Madrid.- Ewa Wiśnierska despegó como una más y acabó convertida en un satélite accidental. El 14 de febrero de 2007, la piloto polaca de parapente se encontró atrapada en una tormenta que la succionó hasta los 9.946 metros. Más de un kilómetro por encima del Everest. Mientras ella perdía el conocimiento, su GPS siguió registrando el vuelo. La máquina, fría y precisa, hacía lo que ella ya no podía: contar la historia de un cuerpo que se elevaba hacia el límite de la vida.

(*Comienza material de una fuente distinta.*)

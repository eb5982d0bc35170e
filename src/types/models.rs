use std::collections::BTreeMap;

use serde::{Deserialize, Serialize};

use super::Authorizations;

#[derive(Debug, Clone, Copy, PartialEq, Eq, Default, Serialize, Deserialize)]
#[serde(rename_all = "snake_case")]
pub enum AuthenticationMethod {
    /// Users authenticate against credentials held by the control plane.
    #[default]
    Internal,
    Ldap,
    OAuth,
}

#[derive(Debug, Clone, PartialEq, Eq, Default, Serialize, Deserialize)]
pub struct Pair {
    pub name: String,
    pub value: String,
}

#[derive(Debug, Clone, PartialEq, Eq, Default, Serialize, Deserialize)]
pub struct TlsConfiguration {
    pub tls: bool,
    pub tls_skip_verify: bool,
    pub tls_ca_cert_path: String,
    pub tls_cert_path: String,
    pub tls_key_path: String,
}

#[derive(Debug, Clone, PartialEq, Eq, Default, Serialize, Deserialize)]
pub struct LdapSearchSettings {
    pub base_dn: String,
    pub filter: String,
    pub user_name_attribute: String,
}

#[derive(Debug, Clone, PartialEq, Eq, Default, Serialize, Deserialize)]
pub struct LdapGroupSearchSettings {
    pub group_base_dn: String,
    pub group_filter: String,
    pub group_attribute: String,
}

#[derive(Debug, Clone, PartialEq, Eq, Default, Serialize, Deserialize)]
pub struct LdapSettings {
    pub anonymous_mode: bool,
    pub reader_dn: String,
    pub password: String,
    pub urls: Vec<String>,
    pub tls_config: TlsConfiguration,
    pub start_tls: bool,
    pub search_settings: Vec<LdapSearchSettings>,
    pub group_search_settings: Vec<LdapGroupSearchSettings>,
    pub auto_create_users: bool,
}

#[derive(Debug, Clone, PartialEq, Eq, Default, Serialize, Deserialize)]
pub struct OAuthSettings {
    pub client_id: String,
    pub client_secret: String,
    pub access_token_uri: String,
    pub authorization_uri: String,
    pub resource_uri: String,
    pub redirect_uri: String,
    pub user_identifier: String,
    pub scopes: String,
    pub oauth_auto_create_users: bool,
    pub default_team_id: i64,
    pub sso: bool,
    pub logout_uri: String,
}

/// Global runtime configuration. Exactly one record exists.
#[derive(Debug, Clone, PartialEq, Eq, Serialize, Deserialize)]
pub struct Settings {
    pub authentication_method: AuthenticationMethod,
    pub black_listed_labels: Vec<Pair>,
    pub ldap_settings: LdapSettings,
    pub oauth_settings: OAuthSettings,
    pub edge_agent_checkin_interval: u32,
    pub templates_url: String,
    pub user_session_timeout: String,
}

/// Default credentials for the external image registry. Exactly one record exists.
#[derive(Debug, Clone, PartialEq, Eq, Default, Serialize, Deserialize)]
pub struct RegistryCredentials {
    pub authentication: bool,
    pub username: String,
    pub password: String,
}

/// Access granted to a user or team on a resource group, by role id.
#[derive(Debug, Clone, Copy, PartialEq, Eq, Default, Serialize, Deserialize)]
pub struct AccessPolicy {
    pub role_id: i64,
}

pub type UserAccessPolicies = BTreeMap<i64, AccessPolicy>;
pub type TeamAccessPolicies = BTreeMap<i64, AccessPolicy>;

#[derive(Debug, Clone, PartialEq, Eq, Serialize, Deserialize)]
pub struct ResourceGroup {
    /// Assigned by the store on create; zero until then.
    pub id: i64,
    pub name: String,
    pub description: String,
    pub labels: Vec<Pair>,
    pub user_access_policies: UserAccessPolicies,
    pub team_access_policies: TeamAccessPolicies,
    pub tag_ids: Vec<i64>,
}

impl ResourceGroup {
    /// A group with no labels, tags or access policies.
    #[must_use]
    pub fn new(name: impl Into<String>, description: impl Into<String>) -> Self {
        Self {
            id: 0,
            name: name.into(),
            description: description.into(),
            labels: Vec::new(),
            user_access_policies: UserAccessPolicies::new(),
            team_access_policies: TeamAccessPolicies::new(),
            tag_ids: Vec::new(),
        }
    }
}

#[derive(Debug, Clone, PartialEq, Eq, Serialize, Deserialize)]
pub struct Role {
    /// Assigned by the store on create; zero until then.
    pub id: i64,
    pub name: String,
    pub description: String,
    /// Lower values take precedence.
    pub priority: i32,
    pub authorizations: Authorizations,
}
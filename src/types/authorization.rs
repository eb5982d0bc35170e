use std::fmt;

use serde::{Deserialize, Serialize};

/// Authorizations is a bitmask of fine-grained endpoint operations granted by a role.
#[derive(Debug, Clone, Copy, PartialEq, Eq, Hash, Default, Serialize, Deserialize)]
#[serde(transparent)]
pub struct Authorizations(u64);

/// Name and flag of every known operation, in bit order.
const CATALOG: &[(&str, Authorizations)] = &[
    ("container:list", Authorizations::CONTAINER_LIST),
    ("container:inspect", Authorizations::CONTAINER_INSPECT),
    ("container:logs", Authorizations::CONTAINER_LOGS),
    ("container:create", Authorizations::CONTAINER_CREATE),
    ("container:start", Authorizations::CONTAINER_START),
    ("container:stop", Authorizations::CONTAINER_STOP),
    ("container:delete", Authorizations::CONTAINER_DELETE),
    ("container:exec", Authorizations::CONTAINER_EXEC),
    ("image:list", Authorizations::IMAGE_LIST),
    ("image:inspect", Authorizations::IMAGE_INSPECT),
    ("image:pull", Authorizations::IMAGE_PULL),
    ("image:build", Authorizations::IMAGE_BUILD),
    ("image:delete", Authorizations::IMAGE_DELETE),
    ("network:list", Authorizations::NETWORK_LIST),
    ("network:inspect", Authorizations::NETWORK_INSPECT),
    ("network:create", Authorizations::NETWORK_CREATE),
    ("network:delete", Authorizations::NETWORK_DELETE),
    ("volume:list", Authorizations::VOLUME_LIST),
    ("volume:inspect", Authorizations::VOLUME_INSPECT),
    ("volume:create", Authorizations::VOLUME_CREATE),
    ("volume:delete", Authorizations::VOLUME_DELETE),
    ("service:list", Authorizations::SERVICE_LIST),
    ("service:inspect", Authorizations::SERVICE_INSPECT),
    ("service:create", Authorizations::SERVICE_CREATE),
    ("service:update", Authorizations::SERVICE_UPDATE),
    ("service:delete", Authorizations::SERVICE_DELETE),
    ("stack:list", Authorizations::STACK_LIST),
    ("stack:inspect", Authorizations::STACK_INSPECT),
    ("stack:deploy", Authorizations::STACK_DEPLOY),
    ("stack:delete", Authorizations::STACK_DELETE),
    ("secret:list", Authorizations::SECRET_LIST),
    ("secret:inspect", Authorizations::SECRET_INSPECT),
    ("secret:create", Authorizations::SECRET_CREATE),
    ("secret:delete", Authorizations::SECRET_DELETE),
    ("config:list", Authorizations::CONFIG_LIST),
    ("config:inspect", Authorizations::CONFIG_INSPECT),
    ("config:create", Authorizations::CONFIG_CREATE),
    ("config:delete", Authorizations::CONFIG_DELETE),
    ("node:list", Authorizations::NODE_LIST),
    ("node:inspect", Authorizations::NODE_INSPECT),
    ("node:update", Authorizations::NODE_UPDATE),
    ("node:delete", Authorizations::NODE_DELETE),
    ("host:info", Authorizations::HOST_INFO),
    ("host:browse", Authorizations::HOST_BROWSE),
    ("host:manage", Authorizations::HOST_MANAGE),
    ("endpoint:resource-control", Authorizations::ENDPOINT_RESOURCE_CONTROL),
];

impl Authorizations {
    pub const CONTAINER_LIST: Authorizations = Authorizations(1 << 0);
    pub const CONTAINER_INSPECT: Authorizations = Authorizations(1 << 1);
    pub const CONTAINER_LOGS: Authorizations = Authorizations(1 << 2);
    pub const CONTAINER_CREATE: Authorizations = Authorizations(1 << 3);
    pub const CONTAINER_START: Authorizations = Authorizations(1 << 4);
    pub const CONTAINER_STOP: Authorizations = Authorizations(1 << 5);
    pub const CONTAINER_DELETE: Authorizations = Authorizations(1 << 6);
    pub const CONTAINER_EXEC: Authorizations = Authorizations(1 << 7);

    pub const IMAGE_LIST: Authorizations = Authorizations(1 << 8);
    pub const IMAGE_INSPECT: Authorizations = Authorizations(1 << 9);
    pub const IMAGE_PULL: Authorizations = Authorizations(1 << 10);
    pub const IMAGE_BUILD: Authorizations = Authorizations(1 << 11);
    pub const IMAGE_DELETE: Authorizations = Authorizations(1 << 12);

    pub const NETWORK_LIST: Authorizations = Authorizations(1 << 13);
    pub const NETWORK_INSPECT: Authorizations = Authorizations(1 << 14);
    pub const NETWORK_CREATE: Authorizations = Authorizations(1 << 15);
    pub const NETWORK_DELETE: Authorizations = Authorizations(1 << 16);

    pub const VOLUME_LIST: Authorizations = Authorizations(1 << 17);
    pub const VOLUME_INSPECT: Authorizations = Authorizations(1 << 18);
    pub const VOLUME_CREATE: Authorizations = Authorizations(1 << 19);
    pub const VOLUME_DELETE: Authorizations = Authorizations(1 << 20);

    pub const SERVICE_LIST: Authorizations = Authorizations(1 << 21);
    pub const SERVICE_INSPECT: Authorizations = Authorizations(1 << 22);
    pub const SERVICE_CREATE: Authorizations = Authorizations(1 << 23);
    pub const SERVICE_UPDATE: Authorizations = Authorizations(1 << 24);
    pub const SERVICE_DELETE: Authorizations = Authorizations(1 << 25);

    pub const STACK_LIST: Authorizations = Authorizations(1 << 26);
    pub const STACK_INSPECT: Authorizations = Authorizations(1 << 27);
    pub const STACK_DEPLOY: Authorizations = Authorizations(1 << 28);
    pub const STACK_DELETE: Authorizations = Authorizations(1 << 29);

    pub const SECRET_LIST: Authorizations = Authorizations(1 << 30);
    pub const SECRET_INSPECT: Authorizations = Authorizations(1 << 31);
    pub const SECRET_CREATE: Authorizations = Authorizations(1 << 32);
    pub const SECRET_DELETE: Authorizations = Authorizations(1 << 33);

    pub const CONFIG_LIST: Authorizations = Authorizations(1 << 34);
    pub const CONFIG_INSPECT: Authorizations = Authorizations(1 << 35);
    pub const CONFIG_CREATE: Authorizations = Authorizations(1 << 36);
    pub const CONFIG_DELETE: Authorizations = Authorizations(1 << 37);

    // Swarm nodes and the docker host itself are endpoint-wide resources,
    // never owned by a single user.
    pub const NODE_LIST: Authorizations = Authorizations(1 << 38);
    pub const NODE_INSPECT: Authorizations = Authorizations(1 << 39);
    pub const NODE_UPDATE: Authorizations = Authorizations(1 << 40);
    pub const NODE_DELETE: Authorizations = Authorizations(1 << 41);
    pub const HOST_INFO: Authorizations = Authorizations(1 << 42);
    pub const HOST_BROWSE: Authorizations = Authorizations(1 << 43);
    pub const HOST_MANAGE: Authorizations = Authorizations(1 << 44);
    pub const ENDPOINT_RESOURCE_CONTROL: Authorizations = Authorizations(1 << 45);

    pub const fn empty() -> Self {
        Self(0)
    }

    pub const fn bits(self) -> u64 {
        self.0
    }

    /// Every operation in the catalog.
    #[must_use]
    pub fn all() -> Authorizations {
        CATALOG
            .iter()
            .fold(Authorizations::empty(), |acc, (_, flag)| acc.union(*flag))
    }

    /// Operations that only observe state.
    #[must_use]
    pub fn read_only() -> Authorizations {
        CATALOG
            .iter()
            .filter(|(name, _)| is_read_operation(name))
            .fold(Authorizations::empty(), |acc, (_, flag)| acc.union(*flag))
    }

    /// Operations on resources that can be owned by a user or team, as
    /// opposed to endpoint-wide infrastructure.
    #[must_use]
    pub fn workload() -> Authorizations {
        Authorizations::all().difference(Authorizations::endpoint_wide())
    }

    #[must_use]
    pub const fn endpoint_wide() -> Authorizations {
        Authorizations(
            Self::NODE_LIST.0
                | Self::NODE_INSPECT.0
                | Self::NODE_UPDATE.0
                | Self::NODE_DELETE.0
                | Self::HOST_INFO.0
                | Self::HOST_BROWSE.0
                | Self::HOST_MANAGE.0
                | Self::ENDPOINT_RESOURCE_CONTROL.0,
        )
    }

    /// Returns true if every operation in `required` is granted.
    #[must_use]
    pub const fn has(self, required: Authorizations) -> bool {
        self.0 & required.0 == required.0
    }

    #[must_use]
    pub const fn union(self, other: Authorizations) -> Authorizations {
        Authorizations(self.0 | other.0)
    }

    #[must_use]
    pub const fn intersection(self, other: Authorizations) -> Authorizations {
        Authorizations(self.0 & other.0)
    }

    #[must_use]
    pub const fn difference(self, other: Authorizations) -> Authorizations {
        Authorizations(self.0 & !other.0)
    }

    pub const fn is_empty(self) -> bool {
        self.0 == 0
    }

    pub const fn len(self) -> usize {
        self.0.count_ones() as usize
    }

    /// Converts an operation name to its flag.
    pub fn parse(s: &str) -> Option<Authorizations> {
        CATALOG
            .iter()
            .find(|(name, _)| *name == s)
            .map(|(_, flag)| *flag)
    }

    #[must_use]
    pub fn to_strings(self) -> Vec<&'static str> {
        CATALOG
            .iter()
            .filter(|(_, flag)| self.has(*flag))
            .map(|(name, _)| *name)
            .collect()
    }
}

fn is_read_operation(name: &str) -> bool {
    matches!(
        name.rsplit(':').next(),
        Some("list" | "inspect" | "logs" | "info" | "browse")
    )
}

impl fmt::Display for Authorizations {
    fn fmt(&self, f: &mut fmt::Formatter<'_>) -> fmt::Result {
        write!(f, "{}", self.to_strings().join(", "))
    }
}

impl From<u64> for Authorizations {
    fn from(bits: u64) -> Self {
        Self(bits)
    }
}

impl From<Authorizations> for u64 {
    fn from(a: Authorizations) -> Self {
        a.0
    }
}

/// The fixed built-in role identities.
#[derive(Debug, Clone, Copy, PartialEq, Eq, Hash, Serialize, Deserialize)]
#[serde(rename_all = "kebab-case")]
pub enum RoleArchetype {
    Administrator,
    Helpdesk,
    StandardUser,
    ReadOnlyUser,
}

impl RoleArchetype {
    pub const ALL: [RoleArchetype; 4] = [
        RoleArchetype::Administrator,
        RoleArchetype::Helpdesk,
        RoleArchetype::StandardUser,
        RoleArchetype::ReadOnlyUser,
    ];

    #[must_use]
    pub const fn as_str(self) -> &'static str {
        match self {
            RoleArchetype::Administrator => "administrator",
            RoleArchetype::Helpdesk => "helpdesk",
            RoleArchetype::StandardUser => "standard-user",
            RoleArchetype::ReadOnlyUser => "read-only-user",
        }
    }
}

impl fmt::Display for RoleArchetype {
    fn fmt(&self, f: &mut fmt::Formatter<'_>) -> fmt::Result {
        f.write_str(self.as_str())
    }
}

/// Produces the default permission set of each built-in role.
pub trait AuthorizationProvider {
    fn authorizations_for(&self, archetype: RoleArchetype) -> Authorizations;
}

/// The stock permission sets shipped with the control plane.
#[derive(Debug, Clone, Copy, Default)]
pub struct DefaultAuthorizations;

impl DefaultAuthorizations {
    /// Full control of all resources in an endpoint.
    #[must_use]
    pub fn endpoint_administrator() -> Authorizations {
        Authorizations::all()
    }

    /// Read-only access of all resources in an endpoint.
    #[must_use]
    pub fn helpdesk() -> Authorizations {
        Authorizations::read_only()
    }

    /// Full control of assigned resources in an endpoint.
    #[must_use]
    pub fn standard_user() -> Authorizations {
        Authorizations::workload()
    }

    /// Read-only access of assigned resources in an endpoint.
    #[must_use]
    pub fn read_only_user() -> Authorizations {
        Authorizations::workload().intersection(Authorizations::read_only())
    }
}

impl AuthorizationProvider for DefaultAuthorizations {
    fn authorizations_for(&self, archetype: RoleArchetype) -> Authorizations {
        match archetype {
            RoleArchetype::Administrator => Self::endpoint_administrator(),
            RoleArchetype::Helpdesk => Self::helpdesk(),
            RoleArchetype::StandardUser => Self::standard_user(),
            RoleArchetype::ReadOnlyUser => Self::read_only_user(),
        }
    }
}
use rand::RngCore;
use rand::rngs::OsRng;
use uuid::Builder;

use crate::error::{Error, Result};

/// Source of fresh instance identifiers.
pub trait IdGenerator {
    fn generate(&self) -> Result<String>;
}

/// Generates version-4 UUIDs from the operating system's RNG.
#[derive(Debug, Clone, Copy, Default)]
pub struct RandomUuidGenerator;

impl IdGenerator for RandomUuidGenerator {
    fn generate(&self) -> Result<String> {
        let mut bytes = [0u8; 16];
        OsRng
            .try_fill_bytes(&mut bytes)
            .map_err(|e| Error::IdGeneration(e.to_string()))?;
        Ok(Builder::from_random_bytes(bytes).into_uuid().to_string())
    }
}
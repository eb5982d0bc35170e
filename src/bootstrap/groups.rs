use tracing::{debug, info};

use super::Ensured;
use crate::error::Result;
use crate::store::Store;
use crate::types::ResourceGroup;

pub const UNASSIGNED_GROUP_NAME: &str = "Unassigned";
pub const UNASSIGNED_GROUP_DESCRIPTION: &str = "Unassigned endpoints";

#[must_use]
pub fn default_resource_group() -> ResourceGroup {
    ResourceGroup::new(UNASSIGNED_GROUP_NAME, UNASSIGNED_GROUP_DESCRIPTION)
}

/// Seeds the "Unassigned" group when the collection is empty. Any existing
/// group, default or not, leaves the store untouched.
pub fn ensure_resource_groups<S>(store: &S) -> Result<Ensured>
where
    S: Store + ?Sized,
{
    let groups = store.resource_groups()?;
    if !groups.is_empty() {
        debug!(count = groups.len(), "Resource groups already present");
        return Ok(Ensured::Existing);
    }

    let id = store.create_resource_group(&default_resource_group())?;
    info!(group_id = id, "Created default resource group");
    Ok(Ensured::Created)
}
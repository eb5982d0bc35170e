use tracing::{debug, info};

use super::Ensured;
use crate::config::SettingsDefaults;
use crate::error::{Error, Result};
use crate::store::Store;
use crate::types::{
    AuthenticationMethod, LdapGroupSearchSettings, LdapSearchSettings, LdapSettings,
    OAuthSettings, Settings, TlsConfiguration,
};

/// Builds the Settings record written on first run.
///
/// The LDAP block carries one empty search entry and one empty group search
/// entry so that the settings form always has a row to edit.
#[must_use]
pub fn default_settings(defaults: &SettingsDefaults) -> Settings {
    Settings {
        authentication_method: AuthenticationMethod::Internal,
        black_listed_labels: Vec::new(),
        ldap_settings: LdapSettings {
            anonymous_mode: true,
            auto_create_users: true,
            tls_config: TlsConfiguration::default(),
            urls: Vec::new(),
            search_settings: vec![LdapSearchSettings::default()],
            group_search_settings: vec![LdapGroupSearchSettings::default()],
            ..LdapSettings::default()
        },
        oauth_settings: OAuthSettings::default(),
        edge_agent_checkin_interval: defaults.edge_agent_checkin_interval,
        templates_url: defaults.templates_url.clone(),
        user_session_timeout: defaults.user_session_timeout.clone(),
    }
}

pub fn ensure_settings<S>(store: &S, defaults: SettingsDefaults) -> Result<Ensured>
where
    S: Store + ?Sized,
{
    match store.settings() {
        Ok(_) => {
            debug!("Settings already present");
            Ok(Ensured::Existing)
        }
        Err(Error::NotFound) => {
            store.create_settings(&default_settings(&defaults))?;
            info!("Created default settings");
            Ok(Ensured::Created)
        }
        Err(e) => Err(e),
    }
}
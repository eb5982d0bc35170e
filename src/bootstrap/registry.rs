use tracing::{debug, info};

use super::Ensured;
use crate::error::{Error, Result};
use crate::store::Store;
use crate::types::RegistryCredentials;

/// Creates disabled, empty registry credentials if none exist.
pub fn ensure_registry_credentials<S>(store: &S) -> Result<Ensured>
where
    S: Store + ?Sized,
{
    match store.registry_credentials() {
        Ok(_) => {
            debug!("Registry credentials already present");
            Ok(Ensured::Existing)
        }
        Err(Error::NotFound) => {
            store.create_registry_credentials(&RegistryCredentials {
                authentication: false,
                username: String::new(),
                password: String::new(),
            })?;
            info!("Created default registry credentials");
            Ok(Ensured::Created)
        }
        Err(e) => Err(e),
    }
}
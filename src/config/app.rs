use std::path::{Path, PathBuf};

use serde::Deserialize;

use super::SettingsDefaults;
use crate::error::{Error, Result};

pub const DEFAULT_DATA_DIR: &str = "./data";

#[derive(Debug, Clone)]
pub struct AppConfig {
    pub data_dir: PathBuf,
    /// Values used when the Settings record is first created.
    pub defaults: SettingsDefaults,
}

/// On-disk shape of the config file. Every key is optional.
#[derive(Debug, Default, Deserialize)]
#[serde(deny_unknown_fields)]
struct ConfigFile {
    data_dir: Option<PathBuf>,
    #[serde(default)]
    defaults: SettingsDefaults,
}

impl AppConfig {
    #[must_use]
    pub fn new(data_dir: impl Into<PathBuf>) -> Self {
        Self {
            data_dir: data_dir.into(),
            defaults: SettingsDefaults::default(),
        }
    }

    /// Parses a TOML config. An explicit `data_dir` wins over the file's,
    /// which wins over [`DEFAULT_DATA_DIR`].
    pub fn from_toml(contents: &str, data_dir: Option<PathBuf>) -> Result<Self> {
        let file: ConfigFile =
            toml::from_str(contents).map_err(|e| Error::Config(e.to_string()))?;

        let config = Self {
            data_dir: data_dir
                .or(file.data_dir)
                .unwrap_or_else(|| PathBuf::from(DEFAULT_DATA_DIR)),
            defaults: file.defaults,
        };
        config.validate()?;
        Ok(config)
    }

    pub fn load(path: &Path, data_dir: Option<PathBuf>) -> Result<Self> {
        let contents = std::fs::read_to_string(path)?;
        Self::from_toml(&contents, data_dir)
    }

    pub fn validate(&self) -> Result<()> {
        if self.defaults.edge_agent_checkin_interval == 0 {
            return Err(Error::Config(
                "edge_agent_checkin_interval must be greater than zero".to_string(),
            ));
        }
        if self.defaults.templates_url.trim().is_empty() {
            return Err(Error::Config("templates_url cannot be empty".to_string()));
        }
        if self.defaults.user_session_timeout.trim().is_empty() {
            return Err(Error::Config(
                "user_session_timeout cannot be empty".to_string(),
            ));
        }
        Ok(())
    }

    #[must_use]
    pub fn db_path(&self) -> PathBuf {
        self.data_dir.join("berth.db")
    }
}

impl Default for AppConfig {
    fn default() -> Self {
        Self::new(DEFAULT_DATA_DIR)
    }
}
use serde::{Deserialize, Serialize};

/// Interval, in seconds, at which edge agents poll the control plane.
pub const DEFAULT_EDGE_AGENT_CHECKIN_INTERVAL: u32 = 5;
pub const DEFAULT_TEMPLATES_URL: &str =
    "https://raw.githubusercontent.com/portainer/templates/master/templates-2.0.json";
pub const DEFAULT_USER_SESSION_TIMEOUT: &str = "8h";

/// Process-wide values seeded into the first Settings record.
#[derive(Debug, Clone, PartialEq, Eq, Serialize, Deserialize)]
#[serde(default)]
pub struct SettingsDefaults {
    pub edge_agent_checkin_interval: u32,
    pub templates_url: String,
    pub user_session_timeout: String,
}

impl Default for SettingsDefaults {
    fn default() -> Self {
        Self {
            edge_agent_checkin_interval: DEFAULT_EDGE_AGENT_CHECKIN_INTERVAL,
            templates_url: DEFAULT_TEMPLATES_URL.to_string(),
            user_session_timeout: DEFAULT_USER_SESSION_TIMEOUT.to_string(),
        }
    }
}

La tormenta no avisó con cortesía. Primero fue una corriente ascendente, luego un torbellino imparable. A veinte metros por segundo subía, como si el cielo la hubiera elegido para un experimento cruel. Intentó escapar con espirales, con maniobras, con la desesperación de quien sabe que ya no manda. Nada funcionó. El granizo golpeaba su rostro, el frío empezaba a morder y la visibilidad se fue con el viento. Entró en la nube y el mundo se apagó.

A los 6.900 metros, el oxígeno dejó de ser un aliado. Sintió un cansancio tan profundo que cerró los ojos y se entregó. Su cuerpo, ya inerte, siguió subiendo como un globo sin dueño, alcanzando la altitud de un avión de pasajeros. Durante cuarenta minutos, Ewa no fue más que un bulto congelado en el techo del mundo, arrastrado por una tormenta que podía haberla despedazado sin piedad. Pero la tormenta, caprichosa, decidió devolverla.

Un milagroso regreso a la vida

Despertó a 6.900 metros, cubierta de hielo, sin sentir los dedos. No sabía cuánto tiempo había pasado ni cómo había sobrevivido. El parapente seguía ahí, cargado de agua y granizo, pero aún dispuesto a obedecer. Descendió con espirales lentas, como quien baja una escalera rota, hasta que la tierra apareció de nuevo. Aterrizó en una zona rural, a 65 kilómetros de donde había despegado. Tenía congelaciones, magulladuras y una pregunta que nunca tendría respuesta: ¿por qué ella sí y el otro no?

Esa misma tormenta se llevó a He Zhongpin, un piloto chino de 42 años. Su cuerpo apareció al día siguiente, alcanzado por un rayo. Dos personas, dos destinos. Ewa siguió volando, pero ya no persiguió trofeos. Su supervivencia no fue una hazaña, fue un accidente de la naturaleza. Durante casi una hora, su vida dependió de una tormenta que la elevó por encima de las nubes y, por razones que ni la ciencia puede explicar, decidió devolverla a la tierra.

No es una historia de victoria. Es la historia de alguien que estuvo a punto de ser tragada por el cielo y, contra todo pronóstico, aterrizó para contarlo.